First example, from Morning Prayer.

The First Lesson: Ezekiel 37:1-14

A reading from the Book of the Prophet Ezekiel.

The hand of the LORD was upon me, and he brought me out by the Spirit of the LORD, and set me down in the midst of the valley; it was full of bones. And he led me round among them; and behold, there were very many upon the valley; and lo, they were very dry. And he said to me, “Son of man, can these bones live?” And I answered, “O Lord GOD, thou knowest.” Again he said to me, “Prophesy to these bones, and say to them, O dry bones, hear the word of the LORD. Thus says the Lord GOD to these bones: Behold, I will cause breath to enter you, and you shall live.

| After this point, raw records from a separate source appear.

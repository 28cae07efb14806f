//! `s3-share`: manage the S3 credential profiles used for sharing files.

use anyhow::Result;
use dialoguer::{Confirm, Input, Password};
use onprem_utils::Reporter;

use crate::cli::InitCredentialOpts;
use crate::credential::{CredentialStore, ProfileUpdate};

fn prompt(label: &str) -> Result<Option<String>> {
    let v: String = Input::new()
        .with_prompt(label)
        .allow_empty(true)
        .interact_text()?;
    let v = v.trim();
    Ok((!v.is_empty()).then(|| v.to_string()))
}

/// Run `s3-share init-credential`.
pub(crate) fn init_credential(opts: &InitCredentialOpts, reporter: &Reporter) -> Result<()> {
    let store = CredentialStore::open_default()?;
    let profile = opts.profile.as_str();

    if store.profile_exists(profile)? && !opts.overwrite {
        reporter.warning(format!("Profile '{profile}' already exists"));
        let overwrite = Confirm::new()
            .with_prompt("Overwrite it?")
            .default(false)
            .interact()?;
        if !overwrite {
            reporter.warning("Cancelled");
            return Ok(());
        }
    }

    reporter.info(format!("Configuring profile '{profile}'"));
    let aws_access_key = prompt("AWS Access Key")?;
    let aws_secret_key: String = Password::new()
        .with_prompt("AWS Secret Key")
        .allow_empty_password(true)
        .interact()?;
    let update = ProfileUpdate {
        aws_access_key,
        aws_secret_key: (!aws_secret_key.is_empty()).then_some(aws_secret_key),
        region: prompt("Region")?,
        bucket: prompt("Bucket")?,
        prefix: prompt("Prefix")?,
    };
    store.create_or_update_profile(profile, update)?;
    reporter.success(format!(
        "Saved profile '{profile}' to {}",
        store.path()
    ));
    Ok(())
}

/// Run `s3-share list-profiles`.
pub(crate) fn list_profiles(reporter: &Reporter) -> Result<()> {
    let store = CredentialStore::open_default()?;
    let profiles = store.list_profiles()?;
    if profiles.is_empty() {
        reporter.warning(format!(
            "No profiles in {}; run `cli-onprem s3-share init-credential`",
            store.path()
        ));
        return Ok(());
    }
    for p in profiles {
        println!("{p}");
    }
    Ok(())
}
//! The main entrypoint for cli-onprem, which lives in the library crate.

fn run() -> anyhow::Result<()> {
    onprem_lib::cli::run_from_iter(std::env::args_os())
}

fn main() {
    onprem_utils::run_main(run)
}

And I will lay sinews upon you, and will cause flesh to come upon you, and cover you with skin, and put breath in you, and you shall live; and you shall know that I am the LORD.” So I prophesied as I was commanded; and as I prophesied, there was a noise, and behold, a rattling; and the bones came together, bone to its bone. And as I looked, there were sinews on them, and flesh had come upon them, and skin had covered them; but there was no breath in them. Then he said to me, “Prophesy to the breath, prophesy, son of man, and say to the breath, Thus says the Lord GOD: Come from the four winds, O breath, and breathe upon these slain, that they may live.” So I prophesied as he commanded me, and the breath came into them, and they lived, and stood upon their feet, an exceedingly great host. Then he said to me, “Son of man, these bones are the whole house of Israel. Behold, they say, ‘Our bones are dried up, and our hope is lost; we are clean cut off.’ Therefore prophesy, and say to them, Thus says the Lord GOD: Behold, I will open your graves, and raise you from your graves, O my people; and I will bring you home into the land of Israel. And you shall know that I am the LORD, when I open your graves, and raise you from your graves, O my people. And I will put my Spirit within you, and you shall live, and I will place you in your own land; then you shall know that I, the LORD, have spoken, and I have done it, says the LORD.”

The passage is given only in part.